## Task to carry out
Report back every line of the entries that contains "items", exactly as written.

(Records excerpted from a collection)
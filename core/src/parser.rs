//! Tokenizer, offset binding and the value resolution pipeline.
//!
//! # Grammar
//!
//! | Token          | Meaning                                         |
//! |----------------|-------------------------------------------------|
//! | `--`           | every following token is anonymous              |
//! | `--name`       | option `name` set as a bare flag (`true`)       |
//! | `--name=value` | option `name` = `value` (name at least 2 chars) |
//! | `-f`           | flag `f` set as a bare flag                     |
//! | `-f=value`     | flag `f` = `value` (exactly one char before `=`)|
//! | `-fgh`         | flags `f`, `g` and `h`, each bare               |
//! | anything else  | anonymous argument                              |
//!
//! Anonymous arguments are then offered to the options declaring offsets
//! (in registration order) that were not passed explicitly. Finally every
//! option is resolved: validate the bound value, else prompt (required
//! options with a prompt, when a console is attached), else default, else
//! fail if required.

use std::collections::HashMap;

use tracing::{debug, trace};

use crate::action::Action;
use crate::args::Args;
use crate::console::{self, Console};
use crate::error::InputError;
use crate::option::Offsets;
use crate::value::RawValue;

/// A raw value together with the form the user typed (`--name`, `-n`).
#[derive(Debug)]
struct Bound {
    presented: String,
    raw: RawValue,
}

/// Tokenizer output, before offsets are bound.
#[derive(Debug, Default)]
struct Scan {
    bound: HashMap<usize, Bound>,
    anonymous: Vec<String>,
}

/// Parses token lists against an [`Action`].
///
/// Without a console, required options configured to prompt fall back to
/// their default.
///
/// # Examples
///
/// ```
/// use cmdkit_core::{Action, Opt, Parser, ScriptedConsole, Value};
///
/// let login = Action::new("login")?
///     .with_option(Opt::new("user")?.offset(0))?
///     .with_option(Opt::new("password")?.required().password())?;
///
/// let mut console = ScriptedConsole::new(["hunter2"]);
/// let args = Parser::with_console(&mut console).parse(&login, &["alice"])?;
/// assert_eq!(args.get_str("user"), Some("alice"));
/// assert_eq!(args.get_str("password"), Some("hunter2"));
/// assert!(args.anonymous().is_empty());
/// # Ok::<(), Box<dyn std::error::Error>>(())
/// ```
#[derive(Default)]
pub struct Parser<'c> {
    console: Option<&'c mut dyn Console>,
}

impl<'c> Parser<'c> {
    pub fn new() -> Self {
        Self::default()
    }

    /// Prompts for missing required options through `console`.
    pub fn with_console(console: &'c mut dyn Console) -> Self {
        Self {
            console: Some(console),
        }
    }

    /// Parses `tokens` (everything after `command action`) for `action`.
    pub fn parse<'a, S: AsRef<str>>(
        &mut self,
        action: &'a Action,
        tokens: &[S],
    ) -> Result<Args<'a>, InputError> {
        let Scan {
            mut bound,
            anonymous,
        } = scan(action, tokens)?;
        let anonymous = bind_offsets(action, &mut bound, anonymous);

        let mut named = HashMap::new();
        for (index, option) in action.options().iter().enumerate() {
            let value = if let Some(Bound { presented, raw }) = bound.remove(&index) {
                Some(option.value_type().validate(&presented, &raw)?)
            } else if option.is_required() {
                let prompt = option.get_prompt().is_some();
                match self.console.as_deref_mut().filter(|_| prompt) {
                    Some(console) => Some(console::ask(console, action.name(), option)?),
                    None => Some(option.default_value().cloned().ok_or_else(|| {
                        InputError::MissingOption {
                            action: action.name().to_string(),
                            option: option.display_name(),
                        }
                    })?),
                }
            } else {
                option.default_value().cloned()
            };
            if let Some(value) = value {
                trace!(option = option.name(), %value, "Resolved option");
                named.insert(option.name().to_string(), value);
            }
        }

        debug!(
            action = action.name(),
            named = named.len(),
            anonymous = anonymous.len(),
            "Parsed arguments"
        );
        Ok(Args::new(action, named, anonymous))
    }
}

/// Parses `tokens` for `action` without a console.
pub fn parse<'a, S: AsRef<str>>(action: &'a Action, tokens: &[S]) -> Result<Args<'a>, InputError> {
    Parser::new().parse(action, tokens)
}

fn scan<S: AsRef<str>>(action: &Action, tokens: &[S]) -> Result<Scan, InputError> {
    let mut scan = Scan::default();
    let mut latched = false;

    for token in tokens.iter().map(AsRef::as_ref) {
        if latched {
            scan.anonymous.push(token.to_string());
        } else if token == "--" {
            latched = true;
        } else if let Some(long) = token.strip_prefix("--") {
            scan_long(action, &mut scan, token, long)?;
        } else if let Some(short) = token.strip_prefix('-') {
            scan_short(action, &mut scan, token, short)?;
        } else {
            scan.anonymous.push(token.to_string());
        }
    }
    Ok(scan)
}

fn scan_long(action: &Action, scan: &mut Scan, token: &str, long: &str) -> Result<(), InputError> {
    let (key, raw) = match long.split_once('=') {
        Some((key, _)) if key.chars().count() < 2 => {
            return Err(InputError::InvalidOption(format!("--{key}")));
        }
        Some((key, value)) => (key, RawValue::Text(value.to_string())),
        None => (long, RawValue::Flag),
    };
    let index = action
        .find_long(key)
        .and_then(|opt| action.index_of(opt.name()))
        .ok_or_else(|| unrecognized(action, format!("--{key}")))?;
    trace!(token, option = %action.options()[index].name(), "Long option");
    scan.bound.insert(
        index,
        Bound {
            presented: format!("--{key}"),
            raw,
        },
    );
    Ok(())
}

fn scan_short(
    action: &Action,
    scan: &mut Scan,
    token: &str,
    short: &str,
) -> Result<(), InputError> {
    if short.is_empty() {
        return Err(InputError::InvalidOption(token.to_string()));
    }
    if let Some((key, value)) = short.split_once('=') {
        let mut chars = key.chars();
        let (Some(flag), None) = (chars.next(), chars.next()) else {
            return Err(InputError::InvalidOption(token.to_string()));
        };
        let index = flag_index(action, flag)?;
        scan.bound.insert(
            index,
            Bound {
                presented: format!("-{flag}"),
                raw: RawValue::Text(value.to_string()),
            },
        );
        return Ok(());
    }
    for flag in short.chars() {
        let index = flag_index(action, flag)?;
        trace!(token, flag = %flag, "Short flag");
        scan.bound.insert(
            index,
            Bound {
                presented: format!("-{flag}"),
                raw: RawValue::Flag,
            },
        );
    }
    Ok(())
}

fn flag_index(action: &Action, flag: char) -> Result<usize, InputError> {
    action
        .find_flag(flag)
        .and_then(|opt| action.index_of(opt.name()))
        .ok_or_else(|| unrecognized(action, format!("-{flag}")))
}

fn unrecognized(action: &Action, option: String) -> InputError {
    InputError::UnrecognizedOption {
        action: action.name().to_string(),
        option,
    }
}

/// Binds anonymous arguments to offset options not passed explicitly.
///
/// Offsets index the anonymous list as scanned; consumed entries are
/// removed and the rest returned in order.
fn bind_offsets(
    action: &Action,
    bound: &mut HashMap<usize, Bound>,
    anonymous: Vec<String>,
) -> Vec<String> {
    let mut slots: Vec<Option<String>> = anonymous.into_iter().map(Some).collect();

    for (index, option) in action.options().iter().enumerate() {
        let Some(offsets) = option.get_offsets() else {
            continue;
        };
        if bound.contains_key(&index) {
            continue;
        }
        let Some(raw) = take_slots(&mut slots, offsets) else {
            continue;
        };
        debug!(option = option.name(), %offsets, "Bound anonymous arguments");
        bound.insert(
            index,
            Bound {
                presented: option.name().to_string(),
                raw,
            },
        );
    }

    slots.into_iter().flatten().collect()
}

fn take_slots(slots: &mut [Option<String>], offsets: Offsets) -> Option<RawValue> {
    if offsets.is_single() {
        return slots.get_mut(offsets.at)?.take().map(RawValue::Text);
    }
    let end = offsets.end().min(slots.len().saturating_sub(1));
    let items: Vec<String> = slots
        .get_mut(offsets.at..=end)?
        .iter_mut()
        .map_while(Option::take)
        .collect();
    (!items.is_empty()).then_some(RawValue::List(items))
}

## Written solution
    let items: Vec<String> = slots
    (!items.is_empty()).then_some(RawValue::List(items))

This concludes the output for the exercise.